Kit - September 4, 2020

May I tell you a cucumber story? (This would be for you, not necessarily for inclusion on your website unless you want it to be.)

My husband loved cucumbers and took them in his lunch almost daily. One day the guys at the mill decided to play a trick on him. They squeezed hot-pepper juice on his cucumbers, then at lunchtime stood back to watch the show. My husband dug in, noticed that they tasted kind of weird, but ate them anyway. The guys watched with their jaws dropping. He had NO reaction to the “heat,” because there wasn’t any. Evidently the cucumber neutralized it! (I do not know whether this is truly the case or whether the guys only thought the pepper juice was hot. But the joke was on them.)
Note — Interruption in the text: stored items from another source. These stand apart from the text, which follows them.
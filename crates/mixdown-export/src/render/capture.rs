//! On-disk capture for outputs that need a second pass.
//!
//! Samples are stored as interleaved little-endian `f32` in a temporary
//! file next to the output. The file is removed when the capture is
//! dropped, whether the export finished or was aborted.

use crate::error::Result;
use std::io::{BufReader, BufWriter, Read, Seek, SeekFrom, Write};
use std::path::Path;
use tempfile::NamedTempFile;

pub(crate) const CAPTURE_SUFFIX: &str = ".capture";

pub(crate) struct Capture {
    file: BufWriter<NamedTempFile>,
    channels: usize,
    frames: u64,
}

impl Capture {
    /// Create an empty capture in `dir`.
    pub(crate) fn create(dir: &Path, channels: usize) -> Result<Self> {
        let file = tempfile::Builder::new()
            .prefix(".mixdown-")
            .suffix(CAPTURE_SUFFIX)
            .tempfile_in(dir)?;
        Ok(Self {
            file: BufWriter::new(file),
            channels,
            frames: 0,
        })
    }

    pub(crate) fn path(&self) -> &Path {
        self.file.get_ref().path()
    }

    pub(crate) fn frames(&self) -> u64 {
        self.frames
    }

    /// Append the first `frames` samples of each channel.
    pub(crate) fn write(&mut self, channels: &[Vec<f32>], frames: usize) -> Result<()> {
        for i in 0..frames {
            for channel in channels {
                self.file.write_all(&channel[i].to_le_bytes())?;
            }
        }
        self.frames += frames as u64;
        Ok(())
    }

    /// Read everything back as planar buffers and delete the file.
    pub(crate) fn read_back(self) -> Result<Vec<Vec<f32>>> {
        let frames = self.frames as usize;
        let mut file = self.file.into_inner().map_err(|e| e.into_error())?;
        file.seek(SeekFrom::Start(0))?;

        let mut channels: Vec<Vec<f32>> =
            (0..self.channels).map(|_| Vec::with_capacity(frames)).collect();
        let mut reader = BufReader::new(file.as_file_mut());
        let mut frame = vec![0u8; 4 * self.channels];
        for _ in 0..frames {
            reader.read_exact(&mut frame)?;
            for (channel, bytes) in channels.iter_mut().zip(frame.chunks_exact(4)) {
                channel.push(f32::from_le_bytes([bytes[0], bytes[1], bytes[2], bytes[3]]));
            }
        }
        Ok(channels)
    }
}

#[cfg(test)]
mod tests {
    use super::*;
    use tempfile::tempdir;

    #[test]
    fn test_read_back_restores_planar_channels() {
        let dir = tempdir().unwrap();
        let mut capture = Capture::create(dir.path(), 2).unwrap();
        capture.write(&[vec![0.5, 0.25], vec![-0.5, -0.25]], 2).unwrap();
        capture.write(&[vec![1.0, 9.0], vec![-1.0, 9.0]], 1).unwrap();
        assert_eq!(capture.frames(), 3);

        let path = capture.path().to_path_buf();
        assert!(path.exists());

        let channels = capture.read_back().unwrap();
        assert_eq!(channels, vec![vec![0.5, 0.25, 1.0], vec![-0.5, -0.25, -1.0]]);
        assert!(!path.exists());
    }

    #[test]
    fn test_drop_removes_file() {
        let dir = tempdir().unwrap();
        let mut capture = Capture::create(dir.path(), 1).unwrap();
        capture.write(&[vec![0.1; 16]], 16).unwrap();
        let path = capture.path().to_path_buf();
        assert!(path.exists());

        drop(capture);
        assert!(!path.exists());
    }
}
ROn cLark - September 4, 2020

I love your atticales on natural cures

Thelma Melendy - September 4, 2020

Fire ants are a problem in Florida. If stung you can pour coke on the bites immediately and they don’t fester up and it calms the pain

Elaine Moon - September 4, 2020

Banana peels work on mosquito bites to stop the itching and soreness.

Amielle R Zemach - September 4, 2020

Another tip: When you burn yourself, DO NOT run it under cold water. That works only so long as you are in the cold water. Take the cold away and the fire and misery returns. And stays. And it blisters. This is essentially the allopathic approach—stomp on the symptom, ignore the cause.

Instead, try the Homeopathic approach: “Like cures Like”— run the burn under WARM water—NOT HOT—WARM for a few seconds. It will hurt a tiny bit more, then the pain will recede and often just disappear. If there is a small blister, use RAW honey. Heals like a dream. I have used this in the kitchen for decades now.

ALWAYS use only RAW honey, preferably wild. None of that heated and clarified muck that is reduced to just sugar. God has given us what we need, if we can only perceive it.